▸ **TASK INSTRUCTIONS**
Using the records below, transcribe word for word the stretch from the line that contains "total.min(100.0)" through the line that contains "estimated fill rate.", both end lines included, and nothing else.

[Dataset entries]
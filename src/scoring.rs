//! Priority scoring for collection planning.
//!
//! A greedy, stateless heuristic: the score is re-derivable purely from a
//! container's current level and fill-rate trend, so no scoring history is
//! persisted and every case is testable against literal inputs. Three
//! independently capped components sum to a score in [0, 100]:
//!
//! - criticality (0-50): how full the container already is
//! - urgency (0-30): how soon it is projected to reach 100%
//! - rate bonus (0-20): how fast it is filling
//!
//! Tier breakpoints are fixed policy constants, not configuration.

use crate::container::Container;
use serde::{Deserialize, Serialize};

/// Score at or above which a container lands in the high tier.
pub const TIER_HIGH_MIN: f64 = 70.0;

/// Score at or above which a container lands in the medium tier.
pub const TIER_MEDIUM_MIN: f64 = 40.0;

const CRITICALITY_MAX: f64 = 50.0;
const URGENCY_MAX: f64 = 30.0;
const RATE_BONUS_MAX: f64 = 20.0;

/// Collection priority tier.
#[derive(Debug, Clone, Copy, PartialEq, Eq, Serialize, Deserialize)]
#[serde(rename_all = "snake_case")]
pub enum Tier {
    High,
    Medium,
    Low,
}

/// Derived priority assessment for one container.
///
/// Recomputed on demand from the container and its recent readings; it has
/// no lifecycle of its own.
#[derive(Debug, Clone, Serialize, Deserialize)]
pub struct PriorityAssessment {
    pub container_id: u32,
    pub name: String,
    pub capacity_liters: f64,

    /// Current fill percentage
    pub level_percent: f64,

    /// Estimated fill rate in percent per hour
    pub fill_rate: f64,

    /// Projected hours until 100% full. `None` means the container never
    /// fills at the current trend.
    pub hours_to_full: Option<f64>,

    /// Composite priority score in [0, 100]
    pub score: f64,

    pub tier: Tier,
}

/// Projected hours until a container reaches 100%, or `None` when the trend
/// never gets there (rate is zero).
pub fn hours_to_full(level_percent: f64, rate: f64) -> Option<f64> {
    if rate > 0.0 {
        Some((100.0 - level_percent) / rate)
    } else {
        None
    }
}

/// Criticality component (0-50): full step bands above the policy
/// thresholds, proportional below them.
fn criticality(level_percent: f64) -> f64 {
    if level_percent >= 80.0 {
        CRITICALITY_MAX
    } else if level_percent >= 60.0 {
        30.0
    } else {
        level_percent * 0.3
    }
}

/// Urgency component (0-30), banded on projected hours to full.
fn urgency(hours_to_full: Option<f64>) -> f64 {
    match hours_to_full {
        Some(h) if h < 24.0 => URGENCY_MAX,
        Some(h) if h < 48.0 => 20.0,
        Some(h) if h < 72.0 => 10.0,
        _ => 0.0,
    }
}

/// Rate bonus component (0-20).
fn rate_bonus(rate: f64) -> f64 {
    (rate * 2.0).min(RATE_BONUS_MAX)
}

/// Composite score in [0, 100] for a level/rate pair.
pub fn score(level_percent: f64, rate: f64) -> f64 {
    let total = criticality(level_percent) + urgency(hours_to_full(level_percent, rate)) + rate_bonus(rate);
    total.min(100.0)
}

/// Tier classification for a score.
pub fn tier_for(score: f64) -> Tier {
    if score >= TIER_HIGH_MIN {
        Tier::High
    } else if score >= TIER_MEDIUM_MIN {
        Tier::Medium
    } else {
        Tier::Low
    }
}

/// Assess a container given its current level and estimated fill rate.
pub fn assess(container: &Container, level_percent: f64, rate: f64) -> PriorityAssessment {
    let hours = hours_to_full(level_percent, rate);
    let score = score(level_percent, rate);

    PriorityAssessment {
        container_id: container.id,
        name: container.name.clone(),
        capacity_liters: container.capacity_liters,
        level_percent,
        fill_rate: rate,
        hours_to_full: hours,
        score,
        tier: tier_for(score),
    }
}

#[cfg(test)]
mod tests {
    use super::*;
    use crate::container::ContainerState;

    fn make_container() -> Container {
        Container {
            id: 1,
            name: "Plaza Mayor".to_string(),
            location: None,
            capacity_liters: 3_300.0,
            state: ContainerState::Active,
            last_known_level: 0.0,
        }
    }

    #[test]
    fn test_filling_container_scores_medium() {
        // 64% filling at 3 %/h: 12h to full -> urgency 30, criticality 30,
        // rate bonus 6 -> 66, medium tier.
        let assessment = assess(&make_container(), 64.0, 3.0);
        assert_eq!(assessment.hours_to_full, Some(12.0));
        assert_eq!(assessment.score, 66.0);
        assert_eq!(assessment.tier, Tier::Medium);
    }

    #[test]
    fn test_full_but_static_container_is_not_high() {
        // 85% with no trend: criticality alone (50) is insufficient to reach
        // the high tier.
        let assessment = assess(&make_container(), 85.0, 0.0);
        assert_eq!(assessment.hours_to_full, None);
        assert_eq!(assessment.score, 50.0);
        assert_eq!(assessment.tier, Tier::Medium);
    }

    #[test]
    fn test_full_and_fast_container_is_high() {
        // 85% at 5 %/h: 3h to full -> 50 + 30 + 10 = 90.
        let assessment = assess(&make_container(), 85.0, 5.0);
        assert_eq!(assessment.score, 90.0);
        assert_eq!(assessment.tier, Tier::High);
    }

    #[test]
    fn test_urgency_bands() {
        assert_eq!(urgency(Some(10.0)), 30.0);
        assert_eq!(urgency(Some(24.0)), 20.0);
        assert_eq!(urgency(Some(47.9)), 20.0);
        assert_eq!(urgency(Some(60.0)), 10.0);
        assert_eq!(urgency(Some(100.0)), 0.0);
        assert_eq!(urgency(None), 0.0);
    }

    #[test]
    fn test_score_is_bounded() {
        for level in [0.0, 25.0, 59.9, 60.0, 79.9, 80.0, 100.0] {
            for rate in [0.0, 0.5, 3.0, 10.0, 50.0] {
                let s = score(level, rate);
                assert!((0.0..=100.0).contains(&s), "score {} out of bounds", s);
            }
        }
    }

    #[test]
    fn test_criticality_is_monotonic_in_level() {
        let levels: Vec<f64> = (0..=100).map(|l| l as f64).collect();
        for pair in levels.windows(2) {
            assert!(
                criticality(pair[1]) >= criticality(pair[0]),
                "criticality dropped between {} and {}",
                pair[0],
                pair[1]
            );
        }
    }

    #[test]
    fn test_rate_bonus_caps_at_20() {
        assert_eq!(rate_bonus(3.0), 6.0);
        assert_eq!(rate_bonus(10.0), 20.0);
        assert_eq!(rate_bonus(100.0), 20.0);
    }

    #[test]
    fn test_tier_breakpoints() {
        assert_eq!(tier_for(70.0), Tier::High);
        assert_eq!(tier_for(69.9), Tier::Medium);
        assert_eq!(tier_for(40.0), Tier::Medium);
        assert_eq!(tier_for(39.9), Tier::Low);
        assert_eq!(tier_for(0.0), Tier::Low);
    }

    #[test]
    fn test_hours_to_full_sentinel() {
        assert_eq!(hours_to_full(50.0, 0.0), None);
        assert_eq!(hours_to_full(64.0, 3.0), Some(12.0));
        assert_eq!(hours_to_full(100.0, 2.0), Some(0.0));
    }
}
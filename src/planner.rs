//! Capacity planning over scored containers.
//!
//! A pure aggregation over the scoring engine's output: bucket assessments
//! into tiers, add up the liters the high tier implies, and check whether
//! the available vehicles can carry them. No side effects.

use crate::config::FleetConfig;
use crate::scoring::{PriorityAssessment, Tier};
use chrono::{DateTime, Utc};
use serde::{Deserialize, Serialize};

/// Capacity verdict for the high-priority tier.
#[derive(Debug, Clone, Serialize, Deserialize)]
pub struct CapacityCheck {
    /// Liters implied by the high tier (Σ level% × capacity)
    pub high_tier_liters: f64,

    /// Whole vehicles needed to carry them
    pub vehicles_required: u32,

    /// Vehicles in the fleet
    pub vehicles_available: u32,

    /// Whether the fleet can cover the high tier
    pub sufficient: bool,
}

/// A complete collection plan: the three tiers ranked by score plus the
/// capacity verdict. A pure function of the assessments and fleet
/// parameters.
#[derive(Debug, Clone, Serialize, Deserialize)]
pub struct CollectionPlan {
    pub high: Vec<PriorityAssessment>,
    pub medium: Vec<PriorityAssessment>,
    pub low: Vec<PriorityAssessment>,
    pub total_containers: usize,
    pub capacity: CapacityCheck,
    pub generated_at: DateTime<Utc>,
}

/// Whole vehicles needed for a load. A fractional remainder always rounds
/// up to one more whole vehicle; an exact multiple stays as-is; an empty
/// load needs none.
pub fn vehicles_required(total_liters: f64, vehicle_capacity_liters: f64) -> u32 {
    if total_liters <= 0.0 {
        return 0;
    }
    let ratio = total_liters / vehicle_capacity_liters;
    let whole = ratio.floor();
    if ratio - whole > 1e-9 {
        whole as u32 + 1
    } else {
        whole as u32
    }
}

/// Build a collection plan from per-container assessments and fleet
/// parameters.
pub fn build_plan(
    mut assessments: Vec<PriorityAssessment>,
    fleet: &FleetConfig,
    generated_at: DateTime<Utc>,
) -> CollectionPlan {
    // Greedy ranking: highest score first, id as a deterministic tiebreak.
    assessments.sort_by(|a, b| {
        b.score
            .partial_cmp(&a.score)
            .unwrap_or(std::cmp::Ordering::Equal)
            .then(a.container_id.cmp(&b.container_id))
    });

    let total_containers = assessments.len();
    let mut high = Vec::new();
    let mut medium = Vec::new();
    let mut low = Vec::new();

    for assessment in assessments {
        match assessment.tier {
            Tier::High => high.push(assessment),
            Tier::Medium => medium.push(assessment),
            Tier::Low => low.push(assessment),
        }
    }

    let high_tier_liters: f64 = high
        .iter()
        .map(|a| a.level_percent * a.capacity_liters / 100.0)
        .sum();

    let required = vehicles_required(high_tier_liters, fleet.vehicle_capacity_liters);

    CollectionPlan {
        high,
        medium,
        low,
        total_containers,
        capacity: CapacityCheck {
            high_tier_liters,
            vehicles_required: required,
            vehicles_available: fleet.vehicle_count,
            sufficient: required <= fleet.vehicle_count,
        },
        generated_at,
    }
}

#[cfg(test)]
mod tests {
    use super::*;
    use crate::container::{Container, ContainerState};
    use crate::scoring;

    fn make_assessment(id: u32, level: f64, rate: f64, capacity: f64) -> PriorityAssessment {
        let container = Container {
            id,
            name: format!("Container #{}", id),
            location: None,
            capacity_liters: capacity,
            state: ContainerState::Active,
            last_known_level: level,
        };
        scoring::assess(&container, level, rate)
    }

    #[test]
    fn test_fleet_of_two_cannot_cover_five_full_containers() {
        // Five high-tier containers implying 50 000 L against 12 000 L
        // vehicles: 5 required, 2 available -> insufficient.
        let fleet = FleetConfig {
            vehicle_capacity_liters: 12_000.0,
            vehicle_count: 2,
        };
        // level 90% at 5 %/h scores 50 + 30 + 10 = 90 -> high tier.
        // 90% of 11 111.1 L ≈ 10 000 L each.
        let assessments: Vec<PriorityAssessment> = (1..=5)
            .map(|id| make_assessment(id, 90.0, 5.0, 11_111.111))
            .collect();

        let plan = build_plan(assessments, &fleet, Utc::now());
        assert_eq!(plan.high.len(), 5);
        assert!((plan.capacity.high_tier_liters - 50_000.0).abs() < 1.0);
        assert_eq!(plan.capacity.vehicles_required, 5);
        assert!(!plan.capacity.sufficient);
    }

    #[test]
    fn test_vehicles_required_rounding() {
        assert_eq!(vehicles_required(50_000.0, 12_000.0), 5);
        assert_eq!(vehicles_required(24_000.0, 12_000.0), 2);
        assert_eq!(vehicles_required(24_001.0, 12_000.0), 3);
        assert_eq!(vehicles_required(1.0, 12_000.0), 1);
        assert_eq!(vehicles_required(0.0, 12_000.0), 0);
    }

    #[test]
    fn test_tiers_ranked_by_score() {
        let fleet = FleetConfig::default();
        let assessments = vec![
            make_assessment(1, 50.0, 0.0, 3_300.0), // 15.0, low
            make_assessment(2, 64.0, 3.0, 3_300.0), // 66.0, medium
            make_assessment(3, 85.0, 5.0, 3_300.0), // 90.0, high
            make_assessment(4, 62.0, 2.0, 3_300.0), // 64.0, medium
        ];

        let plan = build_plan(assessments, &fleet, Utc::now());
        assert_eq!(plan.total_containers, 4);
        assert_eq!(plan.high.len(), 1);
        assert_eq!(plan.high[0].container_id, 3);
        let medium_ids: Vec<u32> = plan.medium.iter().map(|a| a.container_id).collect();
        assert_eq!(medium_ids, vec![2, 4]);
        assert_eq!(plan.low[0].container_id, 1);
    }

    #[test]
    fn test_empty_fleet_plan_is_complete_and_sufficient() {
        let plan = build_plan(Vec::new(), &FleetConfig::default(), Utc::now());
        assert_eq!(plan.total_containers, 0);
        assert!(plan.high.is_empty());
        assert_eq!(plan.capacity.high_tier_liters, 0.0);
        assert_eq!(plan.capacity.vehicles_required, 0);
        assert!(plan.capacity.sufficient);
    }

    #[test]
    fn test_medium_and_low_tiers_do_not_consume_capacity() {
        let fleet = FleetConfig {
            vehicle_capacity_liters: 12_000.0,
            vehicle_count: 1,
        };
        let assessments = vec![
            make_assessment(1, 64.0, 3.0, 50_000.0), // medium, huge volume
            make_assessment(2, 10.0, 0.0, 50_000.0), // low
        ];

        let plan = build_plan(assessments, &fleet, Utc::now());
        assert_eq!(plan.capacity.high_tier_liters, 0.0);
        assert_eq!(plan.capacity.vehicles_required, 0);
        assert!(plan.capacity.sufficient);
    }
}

▸ **ANSWER BOX**
    total.min(100.0)
}

/// Tier classification for a score.
pub fn tier_for(score: f64) -> Tier {
    if score >= TIER_HIGH_MIN {
        Tier::High
    } else if score >= TIER_MEDIUM_MIN {
        Tier::Medium
    } else {
        Tier::Low
    }
}

/// Assess a container given its current level and estimated fill rate.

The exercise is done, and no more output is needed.